» **Task directions**
Which lines in the records below hold the word "struct"? Copy each of them.

── Data for this task ──

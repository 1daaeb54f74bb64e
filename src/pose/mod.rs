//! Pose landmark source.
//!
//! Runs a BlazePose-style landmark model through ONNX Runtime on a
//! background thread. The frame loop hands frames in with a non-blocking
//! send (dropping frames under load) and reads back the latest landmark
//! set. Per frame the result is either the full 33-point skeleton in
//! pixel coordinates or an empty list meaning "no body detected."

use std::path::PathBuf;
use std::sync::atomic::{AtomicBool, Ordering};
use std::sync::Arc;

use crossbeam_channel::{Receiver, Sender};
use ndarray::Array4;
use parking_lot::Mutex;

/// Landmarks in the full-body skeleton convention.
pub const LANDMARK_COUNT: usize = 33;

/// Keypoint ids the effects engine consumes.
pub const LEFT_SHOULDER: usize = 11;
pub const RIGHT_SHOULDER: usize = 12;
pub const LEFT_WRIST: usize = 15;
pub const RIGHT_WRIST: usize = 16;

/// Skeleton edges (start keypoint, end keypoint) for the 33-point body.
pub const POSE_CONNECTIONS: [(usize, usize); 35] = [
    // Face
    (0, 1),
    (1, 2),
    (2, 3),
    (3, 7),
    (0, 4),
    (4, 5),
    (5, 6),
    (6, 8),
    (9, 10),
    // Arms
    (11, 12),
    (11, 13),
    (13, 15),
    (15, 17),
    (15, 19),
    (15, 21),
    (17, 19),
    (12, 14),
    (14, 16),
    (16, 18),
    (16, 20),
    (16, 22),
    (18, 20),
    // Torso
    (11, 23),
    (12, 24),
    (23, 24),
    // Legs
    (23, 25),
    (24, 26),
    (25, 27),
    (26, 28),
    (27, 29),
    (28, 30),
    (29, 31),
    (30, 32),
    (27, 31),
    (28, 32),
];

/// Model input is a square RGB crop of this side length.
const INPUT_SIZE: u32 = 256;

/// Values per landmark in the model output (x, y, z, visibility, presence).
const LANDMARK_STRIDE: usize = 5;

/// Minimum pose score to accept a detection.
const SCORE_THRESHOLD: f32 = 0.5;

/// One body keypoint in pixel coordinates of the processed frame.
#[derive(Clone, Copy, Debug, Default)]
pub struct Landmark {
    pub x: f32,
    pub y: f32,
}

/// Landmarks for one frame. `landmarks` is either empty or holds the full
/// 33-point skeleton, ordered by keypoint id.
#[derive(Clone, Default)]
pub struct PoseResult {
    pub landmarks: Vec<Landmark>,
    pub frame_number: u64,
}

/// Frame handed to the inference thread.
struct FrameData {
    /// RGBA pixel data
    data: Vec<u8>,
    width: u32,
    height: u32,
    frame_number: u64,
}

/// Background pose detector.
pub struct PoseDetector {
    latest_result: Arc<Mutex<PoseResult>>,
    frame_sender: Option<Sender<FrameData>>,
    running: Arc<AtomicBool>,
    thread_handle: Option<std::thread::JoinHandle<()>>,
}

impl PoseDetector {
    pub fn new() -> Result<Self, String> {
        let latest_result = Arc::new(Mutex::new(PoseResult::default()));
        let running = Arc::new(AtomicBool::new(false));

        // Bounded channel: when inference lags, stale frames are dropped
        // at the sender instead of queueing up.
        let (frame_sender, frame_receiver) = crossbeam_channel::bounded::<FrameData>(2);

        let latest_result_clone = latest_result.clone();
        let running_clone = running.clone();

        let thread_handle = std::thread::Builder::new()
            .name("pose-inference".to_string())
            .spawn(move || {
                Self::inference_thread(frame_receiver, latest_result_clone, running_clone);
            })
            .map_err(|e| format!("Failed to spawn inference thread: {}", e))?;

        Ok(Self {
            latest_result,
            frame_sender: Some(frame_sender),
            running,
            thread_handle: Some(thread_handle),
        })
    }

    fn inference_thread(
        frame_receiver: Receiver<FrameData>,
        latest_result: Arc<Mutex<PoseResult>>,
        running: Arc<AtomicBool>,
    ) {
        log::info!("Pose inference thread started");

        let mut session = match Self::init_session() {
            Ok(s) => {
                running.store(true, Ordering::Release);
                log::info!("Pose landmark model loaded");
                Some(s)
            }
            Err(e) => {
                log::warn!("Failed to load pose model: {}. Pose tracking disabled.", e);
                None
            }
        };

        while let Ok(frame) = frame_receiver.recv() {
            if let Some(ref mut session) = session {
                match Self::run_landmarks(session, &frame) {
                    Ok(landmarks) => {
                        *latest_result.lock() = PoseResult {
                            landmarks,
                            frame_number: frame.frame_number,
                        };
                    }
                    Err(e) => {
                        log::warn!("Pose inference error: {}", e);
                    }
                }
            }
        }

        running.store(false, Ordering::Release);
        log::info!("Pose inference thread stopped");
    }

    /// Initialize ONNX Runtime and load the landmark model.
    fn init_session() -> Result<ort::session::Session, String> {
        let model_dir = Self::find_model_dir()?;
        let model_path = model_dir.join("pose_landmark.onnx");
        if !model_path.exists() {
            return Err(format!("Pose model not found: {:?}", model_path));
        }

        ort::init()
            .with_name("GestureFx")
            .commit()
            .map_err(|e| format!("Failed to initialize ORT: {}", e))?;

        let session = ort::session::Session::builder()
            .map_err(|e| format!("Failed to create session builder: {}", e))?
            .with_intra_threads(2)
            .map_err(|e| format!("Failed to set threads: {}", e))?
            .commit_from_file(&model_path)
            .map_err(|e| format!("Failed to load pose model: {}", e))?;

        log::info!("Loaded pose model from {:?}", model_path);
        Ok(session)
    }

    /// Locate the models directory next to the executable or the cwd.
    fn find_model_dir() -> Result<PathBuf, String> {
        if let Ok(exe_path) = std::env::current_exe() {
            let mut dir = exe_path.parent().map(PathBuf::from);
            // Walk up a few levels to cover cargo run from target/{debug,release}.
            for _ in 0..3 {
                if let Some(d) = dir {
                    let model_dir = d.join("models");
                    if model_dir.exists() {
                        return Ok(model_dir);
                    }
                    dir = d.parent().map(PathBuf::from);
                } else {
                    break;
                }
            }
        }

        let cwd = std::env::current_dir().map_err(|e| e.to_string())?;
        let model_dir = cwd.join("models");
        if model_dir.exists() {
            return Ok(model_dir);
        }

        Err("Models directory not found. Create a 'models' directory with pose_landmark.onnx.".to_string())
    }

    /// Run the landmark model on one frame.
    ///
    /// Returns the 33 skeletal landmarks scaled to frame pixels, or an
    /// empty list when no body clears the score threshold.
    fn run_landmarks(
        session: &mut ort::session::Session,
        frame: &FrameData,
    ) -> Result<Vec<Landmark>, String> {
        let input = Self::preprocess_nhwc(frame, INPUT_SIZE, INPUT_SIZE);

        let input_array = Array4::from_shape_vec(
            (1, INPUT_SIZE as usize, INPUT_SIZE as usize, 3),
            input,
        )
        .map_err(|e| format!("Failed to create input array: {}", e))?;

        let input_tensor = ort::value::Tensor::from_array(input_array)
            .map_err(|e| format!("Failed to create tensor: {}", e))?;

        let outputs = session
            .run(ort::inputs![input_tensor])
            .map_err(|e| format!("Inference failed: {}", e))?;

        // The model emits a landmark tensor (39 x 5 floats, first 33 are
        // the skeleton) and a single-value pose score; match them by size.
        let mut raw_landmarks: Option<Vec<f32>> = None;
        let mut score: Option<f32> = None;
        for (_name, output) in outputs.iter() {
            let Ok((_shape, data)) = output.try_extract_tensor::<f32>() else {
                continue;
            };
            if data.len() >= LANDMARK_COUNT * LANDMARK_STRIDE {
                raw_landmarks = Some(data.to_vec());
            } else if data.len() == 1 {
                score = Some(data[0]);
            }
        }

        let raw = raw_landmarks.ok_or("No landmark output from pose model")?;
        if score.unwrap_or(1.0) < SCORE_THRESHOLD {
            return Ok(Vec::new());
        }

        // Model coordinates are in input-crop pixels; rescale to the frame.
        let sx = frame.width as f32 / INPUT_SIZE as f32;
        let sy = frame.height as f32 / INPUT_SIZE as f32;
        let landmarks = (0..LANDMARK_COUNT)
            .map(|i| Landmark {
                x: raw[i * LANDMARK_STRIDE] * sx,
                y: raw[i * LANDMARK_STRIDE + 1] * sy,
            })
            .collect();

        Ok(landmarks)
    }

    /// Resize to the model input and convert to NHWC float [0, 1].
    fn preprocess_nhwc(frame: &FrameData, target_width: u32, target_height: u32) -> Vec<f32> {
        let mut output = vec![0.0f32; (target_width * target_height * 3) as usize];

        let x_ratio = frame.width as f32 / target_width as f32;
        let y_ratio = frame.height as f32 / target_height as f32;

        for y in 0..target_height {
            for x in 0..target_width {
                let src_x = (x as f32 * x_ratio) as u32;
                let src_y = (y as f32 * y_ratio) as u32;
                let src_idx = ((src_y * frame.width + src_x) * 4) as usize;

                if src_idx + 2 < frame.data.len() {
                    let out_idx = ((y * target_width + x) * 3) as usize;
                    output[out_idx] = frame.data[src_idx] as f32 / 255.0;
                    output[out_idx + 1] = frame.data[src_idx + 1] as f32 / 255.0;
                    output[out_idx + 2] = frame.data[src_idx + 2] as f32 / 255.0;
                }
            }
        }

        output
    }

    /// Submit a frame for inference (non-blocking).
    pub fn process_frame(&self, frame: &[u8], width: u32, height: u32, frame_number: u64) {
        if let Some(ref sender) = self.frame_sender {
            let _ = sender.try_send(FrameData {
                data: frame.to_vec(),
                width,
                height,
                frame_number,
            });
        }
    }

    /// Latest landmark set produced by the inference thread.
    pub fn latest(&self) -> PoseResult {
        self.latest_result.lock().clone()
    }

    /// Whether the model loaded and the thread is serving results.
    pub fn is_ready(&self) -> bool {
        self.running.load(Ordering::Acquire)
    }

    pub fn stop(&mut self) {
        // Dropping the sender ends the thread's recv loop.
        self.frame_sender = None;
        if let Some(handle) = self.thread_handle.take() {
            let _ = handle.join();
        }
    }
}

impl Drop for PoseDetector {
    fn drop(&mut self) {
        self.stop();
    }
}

───

» **Exercise output**
pub struct Landmark {
pub struct PoseResult {
struct FrameData {
pub struct PoseDetector {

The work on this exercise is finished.